Argo: Aggregating the output parameters of parallel steps

Created on 19 May 2018 · 7Comments · Source: argoproj/argo

Is this a BUG REPORT or FEATURE REQUEST?: FEATURE REQUEST

When we use the loop feature:

https://github.com/argoproj/argo/blob/master/examples/loops-param-result.yaml

Or even when we run steps in parallel,

It does not seem possible to aggregate the outputs of all the steps in an array to provide to a next step.

For instance, imagine the following case in an ML context:

The first step of the workflow outputs that a model must be computed with parameter values X=3, X=4 and X=5.
The workflows then starts 3 branches: one branch computing a model for X=3, one branch computing a model for X=4, one branch computing a model for X=5.
The final step of each branch outputs the accuracy of the model (11 for branch 1, 22 for branch 2, 33 for branch 3) and the location of the model (gcs://11, gcs://22, gcs://33)
We then would like to execute a next step that would get as an input

[{X=11, location=gcs://11}, {X=22, location=gcs://22}, {X=33, location=gcs://33},]

The next step can then select the most accurate model and produce this result as an output.

The next step can then deploy this model to a server that can then server predictions.

Would it be possible to support something like this?

Source

vicaire

👍4

Most helpful comment

I agree some sort of aggregation is needed in the DSL. We also need to support output artifacts as well as parameters (see #854).
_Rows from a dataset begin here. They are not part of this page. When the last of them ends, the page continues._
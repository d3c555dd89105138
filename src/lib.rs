//! # MDO Core
//!
//! Evaluation and convergence kernel for multidisciplinary design
//! optimization models.
//!
//! This library provides:
//! - A component contract for explicit (`y = f(x)`) and implicit
//!   (`R(x, y) = 0`) computations, with a library of ready-made components
//! - A connection graph with unit, shape and single-source checks
//! - Automatic detection of coupled groups (strongly connected components)
//! - Gauss-Seidel and Newton solvers with convergence monitoring
//! - A binding layer exposing design variables, objective and constraints to
//!   an external optimizer
//! - JSON model descriptions and text/Graphviz reports
//!
//! ## Architecture
//!
//! - [`components`] - Component trait and component library
//! - [`expr`] - Expression language behind [`components::ExecComp`]
//! - [`model`] - Variable registry, connection graph and schedule
//! - [`solver`] - Nonlinear solvers, derivatives and the evaluator
//! - [`problem`] - Optimization bindings and model descriptions
//! - [`report`] - Listings and DOT export
//!
//! ## Usage
//!
//! ```bash
//! mdo sellar.json --strategy gauss_seidel -v
//! ```
//!
//! ```no_run
//! use mdo_core::components::Paraboloid;
//! use mdo_core::model::Graph;
//! use mdo_core::problem::{Problem, Sense};
//!
//! # fn main() -> mdo_core::Result<()> {
//! let mut graph = Graph::new();
//! graph.add_component("p", Paraboloid::new())?;
//!
//! let mut problem = Problem::new(graph);
//! problem.bind_design_var("p.x", -50.0, 50.0)?;
//! problem.bind_design_var("p.y", -50.0, 50.0)?;
//! problem.bind_objective("p.f_xy", Sense::Minimize)?;
//!
//! let point = problem.evaluate(&[1.0, 2.0])?;
//! println!("f = {}", point.objective);
//! # Ok(())
//! # }
//! ```
//!
//! ## Evaluation
//!
//! Components are partitioned into units: each strongly connected component
//! of the connection graph, each implicit component and each designated group
//! is a coupled unit; every other component runs once. Units execute in
//! dependency order, ties broken by insertion order. Coupled units are solved
//! until their residual norm meets the configured tolerances, and the outcome
//! of every solve is returned as data in an [`solver::EvaluationReport`].

pub mod components;
pub mod error;
pub mod expr;
pub mod model;
pub mod problem;
pub mod report;
pub mod solver;

// Re-export main types for convenience
pub use error::{MdoError, Result};
pub use model::Graph;
pub use problem::{ModelSpec, Problem};
pub use solver::{EvaluationReport, SolverConfig};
I'm thinking the controller should provide some new variables, which would be json list of the output parameters/artifacts from the previous step. Consider the following step:

    steps:
    - - name: test-linux
        template: cat-os-release
        arguments:
          parameters:
          - name: image
            value: "{{item.image}}"
          - name: tag
            value: "{{item.tag}}"
        withItems:
        - { image: 'debian', tag: '9.1' }
        - { image: 'debian', tag: '8.9' }
        - { image: 'alpine', tag: '3.6' }
        - { image: 'ubuntu', tag: '17.10' }

I am proposing to make {{steps.test-linux.outputs.parameters}} a variable that holds a json list containing all output parameters from the expanded steps. A similar thing could be done for output artifacts (e.g. steps.test-linux.outputs.artifacts.

jessesuen on 22 May 2018

👍5

All 7 comments

@qimingj

vicaire on 19 May 2018

    steps:
    - - name: test-linux
        template: cat-os-release
        arguments:
          parameters:
          - name: image
            value: "{{item.image}}"
          - name: tag
            value: "{{item.tag}}"
        withItems:
        - { image: 'debian', tag: '9.1' }
        - { image: 'debian', tag: '8.9' }
        - { image: 'alpine', tag: '3.6' }
        - { image: 'ubuntu', tag: '17.10' }

jessesuen on 22 May 2018

👍5

@jessesuen I really like that Idea, and I think it would easily address #854 as well

decarboxy on 22 May 2018

@jessesuen how would you provide paths for a list of artifacts? Each artifact loaded into a step requires a full path, do you think the paths can be generated using a variable to an iterator?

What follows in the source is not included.